═══ Data to examine

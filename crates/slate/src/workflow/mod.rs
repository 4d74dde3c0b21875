// SPDX-License-Identifier: AGPL-3.0-only
// Copyright (C) 2024 Jonathan Lee
// This program is free software: you can redistribute it and/or modify
// it under the terms of the GNU Affero General Public License version 3
// as published by the Free Software Foundation.
// This program is distributed in the hope that it will be useful,
// but WITHOUT ANY WARRANTY; without even the implied warranty of
// MERCHANTABILITY or FITNESS FOR A PARTICULAR PURPOSE.
// See the GNU Affero General Public License for more details.
// You should have received a copy of the GNU Affero General Public License
// along with this program. If not, see https://www.gnu.org/licenses/.

pub mod engine;
pub mod phases;
pub mod prompts;
pub mod retry;
pub mod state;
pub mod transition;

pub use engine::{EngineSettings, WorkflowEngine, WorkflowError};
pub use retry::{RetryDecision, MAX_GENERATION_ATTEMPTS, MAX_RETRIES_MESSAGE};
pub use state::{
    CandidateColumn, PhaseOutcome, PlanAction, PlanStep, QueryPlan, SessionOutcome, SessionRecord,
    WorkflowPhase,
};
pub use transition::next_phase;
// SPDX-License-Identifier: AGPL-3.0-only
// Copyright (C) 2024 Jonathan Lee
// This program is free software: you can redistribute it and/or modify
// it under the terms of the GNU Affero General Public License version 3
// as published by the Free Software Foundation.
// This program is distributed in the hope that it will be useful,
// but WITHOUT ANY WARRANTY; without even the implied warranty of
// MERCHANTABILITY or FITNESS FOR A PARTICULAR PURPOSE.
// See the GNU Affero General Public License for more details.
// You should have received a copy of the GNU Affero General Public License
// along with this program. If not, see https://www.gnu.org/licenses/.

use crate::dataset::executor::ResultSet;
use serde::{Deserialize, Serialize};
use serde_json::Value;

#[derive(Debug, Clone, Copy, PartialEq, Eq, Serialize, Deserialize)]
#[serde(rename_all = "snake_case")]
pub enum WorkflowPhase {
    Plan,
    Retrieve,
    Generate,
    Validate,
    Terminated,
}

impl WorkflowPhase {
    pub fn as_str(self) -> &'static str {
        match self {
            WorkflowPhase::Plan => "plan",
            WorkflowPhase::Retrieve => "retrieve",
            WorkflowPhase::Generate => "generate",
            WorkflowPhase::Validate => "validate",
            WorkflowPhase::Terminated => "terminated",
        }
    }
}

#[derive(Debug, Clone, Copy, PartialEq, Eq)]
pub enum PhaseOutcome {
    Advance,
    Retry,
    End,
}

#[derive(Debug, Clone, Copy, Default, PartialEq, Eq, Serialize, Deserialize)]
#[serde(rename_all = "lowercase")]
pub enum PlanAction {
    Filter,
    Count,
    Aggregate,
    Join,
    #[default]
    Query,
    #[serde(other)]
    Other,
}

#[derive(Debug, Clone, Default, Serialize, Deserialize)]
pub struct PlanStep {
    #[serde(default)]
    pub step_number: u32,
    #[serde(default)]
    pub action: PlanAction,
    #[serde(default)]
    pub description: String,
    #[serde(default, skip_serializing_if = "Option::is_none")]
    pub filters: Option<Value>,
    #[serde(default, skip_serializing_if = "Option::is_none")]
    pub target: Option<String>,
}

#[derive(Debug, Clone, Default, Serialize, Deserialize)]
pub struct QueryPlan {
    #[serde(default)]
    pub steps: Vec<PlanStep>,
    #[serde(default)]
    pub final_action: String,
}

impl QueryPlan {
    pub fn single_step(user_query: &str) -> Self {
        Self {
            steps: vec![PlanStep {
                step_number: 1,
                action: PlanAction::Query,
                description: format!("Process query: {user_query}"),
                filters: None,
                target: Some(user_query.to_string()),
            }],
            final_action: "Return results".to_string(),
        }
    }

    pub fn rendered_steps(&self) -> String {
        self.steps
            .iter()
            .map(|step| format!("Step {}: {}", step.step_number, step.description))
            .collect::<Vec<_>>()
            .join("\n")
    }

    pub fn is_empty(&self) -> bool {
        self.steps.is_empty()
    }
}

#[derive(Debug, Clone, Serialize, Deserialize)]
pub struct CandidateColumn {
    pub column_name: String,
    pub description: String,
    pub example: String,
    pub relevance_score: f32,
}

#[derive(Debug, Clone)]
pub struct SessionRecord {
    pub user_query: String,
    pub plan: QueryPlan,
    pub candidate_columns: Vec<CandidateColumn>,
    pub generated_query: String,
    pub last_error: String,
    pub attempt_count: u32,
    pub result_rows: ResultSet,
    pub explanation: String,
    pub current_phase: WorkflowPhase,
}

impl SessionRecord {
    pub fn new(user_query: &str) -> Self {
        Self {
            user_query: user_query.to_string(),
            plan: QueryPlan::default(),
            candidate_columns: Vec::new(),
            generated_query: String::new(),
            last_error: String::new(),
            attempt_count: 0,
            result_rows: ResultSet::default(),
            explanation: String::new(),
            current_phase: WorkflowPhase::Plan,
        }
    }
}

#[derive(Debug, Clone, Serialize)]
pub struct SessionOutcome {
    pub query: String,
    pub plan: QueryPlan,
    pub candidate_columns: Vec<CandidateColumn>,
    pub generated_query: String,
    pub result_rows: ResultSet,
    pub explanation: String,
    pub error: String,
    pub final_phase: WorkflowPhase,
}

impl From<SessionRecord> for SessionOutcome {
    fn from(session: SessionRecord) -> Self {
        let failed = !session.last_error.is_empty();
        Self {
            query: session.user_query,
            plan: session.plan,
            candidate_columns: session.candidate_columns,
            generated_query: session.generated_query,
            result_rows: if failed {
                ResultSet::default()
            } else {
                session.result_rows
            },
            explanation: if failed {
                String::new()
            } else {
                session.explanation
            },
            error: session.last_error,
            final_phase: session.current_phase,
        }
    }
}

#[cfg(test)]
mod tests {
    use super::*;

    #[test]
    fn default_plan_carries_the_raw_query() {
        let plan = QueryPlan::single_step("Count patients with Glaucoma");
        assert_eq!(plan.steps.len(), 1);
        assert_eq!(plan.steps[0].action, PlanAction::Query);
        assert!(plan.steps[0].description.contains("Count patients"));
        assert_eq!(plan.rendered_steps(), "Step 1: Process query: Count patients with Glaucoma");
    }

    #[test]
    fn unknown_plan_actions_deserialise_to_the_catch_all() {
        let json = r#"{"steps": [{"step_number": 1, "action": "summarise", "description": "d"}], "final_action": "x"}"#;
        let plan: QueryPlan = serde_json::from_str(json).unwrap();
        assert_eq!(plan.steps[0].action, PlanAction::Other);
    }

    #[test]
    fn missing_plan_fields_take_defaults() {
        let json = r#"{"steps": [{"description": "count rows"}]}"#;
        let plan: QueryPlan = serde_json::from_str(json).unwrap();
        assert_eq!(plan.steps[0].action, PlanAction::Query);
        assert_eq!(plan.steps[0].step_number, 0);
        assert!(plan.final_action.is_empty());
    }

    #[test]
    fn failed_sessions_never_expose_stale_rows_or_explanations() {
        let mut session = SessionRecord::new("q");
        session.result_rows = ResultSet {
            columns: vec!["n".to_string()],
            rows: vec![vec![serde_json::json!(3)]],
        };
        session.explanation = "stale".to_string();
        session.last_error = "no such column: X".to_string();
        session.current_phase = WorkflowPhase::Terminated;
        let outcome = SessionOutcome::from(session);
        assert!(outcome.result_rows.is_empty());
        assert!(outcome.explanation.is_empty());
        assert_eq!(outcome.error, "no such column: X");
    }
}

══════

> _Action item_:
Retype the records above without changing a single word.

> _Solved exercise_:
filename crates/slate/src/workflow/mod.rs
repository 4d74dde3c0b21875
// SPDX-License-Identifier: AGPL-3.0-only
// Copyright (C) 2024 Jonathan Lee
// This program is free software: you can redistribute it and/or modify
// it under the terms of the GNU Affero General Public License version 3
// as published by the Free Software Foundation.
// This program is distributed in the hope that it will be useful,
// but WITHOUT ANY WARRANTY; without even the implied warranty of
// MERCHANTABILITY or FITNESS FOR A PARTICULAR PURPOSE.
// See the GNU Affero General Public License for more details.
// You should have received a copy of the GNU Affero General Public License
// along with this program. If not, see https://www.gnu.org/licenses/.

pub mod engine;
pub mod phases;
pub mod prompts;
pub mod retry;
pub mod state;
pub mod transition;

pub use engine::{EngineSettings, WorkflowEngine, WorkflowError};
pub use retry::{RetryDecision, MAX_GENERATION_ATTEMPTS, MAX_RETRIES_MESSAGE};
pub use state::{
    CandidateColumn, PhaseOutcome, PlanAction, PlanStep, QueryPlan, SessionOutcome, SessionRecord,
    WorkflowPhase,
};
pub use transition::next_phase;
// SPDX-License-Identifier: AGPL-3.0-only
// Copyright (C) 2024 Jonathan Lee
// This program is free software: you can redistribute it and/or modify
// it under the terms of the GNU Affero General Public License version 3
// as published by the Free Software Foundation.
// This program is distributed in the hope that it will be useful,
// but WITHOUT ANY WARRANTY; without even the implied warranty of
// MERCHANTABILITY or FITNESS FOR A PARTICULAR PURPOSE.
// See the GNU Affero General Public License for more details.
// You should have received a copy of the GNU Affero General Public License
// along with this program. If not, see https://www.gnu.org/licenses/.

use crate::dataset::executor::ResultSet;
use serde::{Deserialize, Serialize};
use serde_json::Value;

#[derive(Debug, Clone, Copy, PartialEq, Eq, Serialize, Deserialize)]
#[serde(rename_all = "snake_case")]
pub enum WorkflowPhase {
    Plan,
    Retrieve,
    Generate,
    Validate,
    Terminated,
}

impl WorkflowPhase {
    pub fn as_str(self) -> &'static str {
        match self {
            WorkflowPhase::Plan => "plan",
            WorkflowPhase::Retrieve => "retrieve",
            WorkflowPhase::Generate => "generate",
            WorkflowPhase::Validate => "validate",
            WorkflowPhase::Terminated => "terminated",
        }
    }
}

#[derive(Debug, Clone, Copy, PartialEq, Eq)]
pub enum PhaseOutcome {
    Advance,
    Retry,
    End,
}

#[derive(Debug, Clone, Copy, Default, PartialEq, Eq, Serialize, Deserialize)]
#[serde(rename_all = "lowercase")]
pub enum PlanAction {
    Filter,
    Count,
    Aggregate,
    Join,
    #[default]
    Query,
    #[serde(other)]
    Other,
}

#[derive(Debug, Clone, Default, Serialize, Deserialize)]
pub struct PlanStep {
    #[serde(default)]
    pub step_number: u32,
    #[serde(default)]
    pub action: PlanAction,
    #[serde(default)]
    pub description: String,
    #[serde(default, skip_serializing_if = "Option::is_none")]
    pub filters: Option<Value>,
    #[serde(default, skip_serializing_if = "Option::is_none")]
    pub target: Option<String>,
}

#[derive(Debug, Clone, Default, Serialize, Deserialize)]
pub struct QueryPlan {
    #[serde(default)]
    pub steps: Vec<PlanStep>,
    #[serde(default)]
    pub final_action: String,
}

impl QueryPlan {
    pub fn single_step(user_query: &str) -> Self {
        Self {
            steps: vec![PlanStep {
                step_number: 1,
                action: PlanAction::Query,
                description: format!("Process query: {user_query}"),
                filters: None,
                target: Some(user_query.to_string()),
            }],
            final_action: "Return results".to_string(),
        }
    }

    pub fn rendered_steps(&self) -> String {
        self.steps
            .iter()
            .map(|step| format!("Step {}: {}", step.step_number, step.description))
            .collect::<Vec<_>>()
            .join("\n")
    }

    pub fn is_empty(&self) -> bool {
        self.steps.is_empty()
    }
}

#[derive(Debug, Clone, Serialize, Deserialize)]
pub struct CandidateColumn {
    pub column_name: String,
    pub description: String,
    pub example: String,
    pub relevance_score: f32,
}

#[derive(Debug, Clone)]
pub struct SessionRecord {
    pub user_query: String,
    pub plan: QueryPlan,
    pub candidate_columns: Vec<CandidateColumn>,
    pub generated_query: String,
    pub last_error: String,
    pub attempt_count: u32,
    pub result_rows: ResultSet,
    pub explanation: String,
    pub current_phase: WorkflowPhase,
}

impl SessionRecord {
    pub fn new(user_query: &str) -> Self {
        Self {
            user_query: user_query.to_string(),
            plan: QueryPlan::default(),
            candidate_columns: Vec::new(),
            generated_query: String::new(),
            last_error: String::new(),
            attempt_count: 0,
            result_rows: ResultSet::default(),
            explanation: String::new(),
            current_phase: WorkflowPhase::Plan,
        }
    }
}

#[derive(Debug, Clone, Serialize)]
pub struct SessionOutcome {
    pub query: String,
    pub plan: QueryPlan,
    pub candidate_columns: Vec<CandidateColumn>,
    pub generated_query: String,
    pub result_rows: ResultSet,
    pub explanation: String,
    pub error: String,
    pub final_phase: WorkflowPhase,
}

impl From<SessionRecord> for SessionOutcome {
    fn from(session: SessionRecord) -> Self {
        let failed = !session.last_error.is_empty();
        Self {
            query: session.user_query,
            plan: session.plan,
            candidate_columns: session.candidate_columns,
            generated_query: session.generated_query,
            result_rows: if failed {
                ResultSet::default()
            } else {
                session.result_rows
            },
            explanation: if failed {
                String::new()
            } else {
                session.explanation
            },
            error: session.last_error,
            final_phase: session.current_phase,
        }
    }
}

#[cfg(test)]
mod tests {
    use super::*;

    #[test]
    fn default_plan_carries_the_raw_query() {
        let plan = QueryPlan::single_step("Count patients with Glaucoma");
        assert_eq!(plan.steps.len(), 1);
        assert_eq!(plan.steps[0].action, PlanAction::Query);
        assert!(plan.steps[0].description.contains("Count patients"));
        assert_eq!(plan.rendered_steps(), "Step 1: Process query: Count patients with Glaucoma");
    }

    #[test]
    fn unknown_plan_actions_deserialise_to_the_catch_all() {
        let json = r#"{"steps": [{"step_number": 1, "action": "summarise", "description": "d"}], "final_action": "x"}"#;
        let plan: QueryPlan = serde_json::from_str(json).unwrap();
        assert_eq!(plan.steps[0].action, PlanAction::Other);
    }

    #[test]
    fn missing_plan_fields_take_defaults() {
        let json = r#"{"steps": [{"description": "count rows"}]}"#;
        let plan: QueryPlan = serde_json::from_str(json).unwrap();
        assert_eq!(plan.steps[0].action, PlanAction::Query);
        assert_eq!(plan.steps[0].step_number, 0);
        assert!(plan.final_action.is_empty());
    }

    #[test]
    fn failed_sessions_never_expose_stale_rows_or_explanations() {
        let mut session = SessionRecord::new("q");
        session.result_rows = ResultSet {
            columns: vec!["n".to_string()],
            rows: vec![vec![serde_json::json!(3)]],
        };
        session.explanation = "stale".to_string();
        session.last_error = "no such column: X".to_string();
        session.current_phase = WorkflowPhase::Terminated;
        let outcome = SessionOutcome::from(session);
        assert!(outcome.result_rows.is_empty());
        assert!(outcome.explanation.is_empty());
        assert_eq!(outcome.error, "no such column: X");
    }
}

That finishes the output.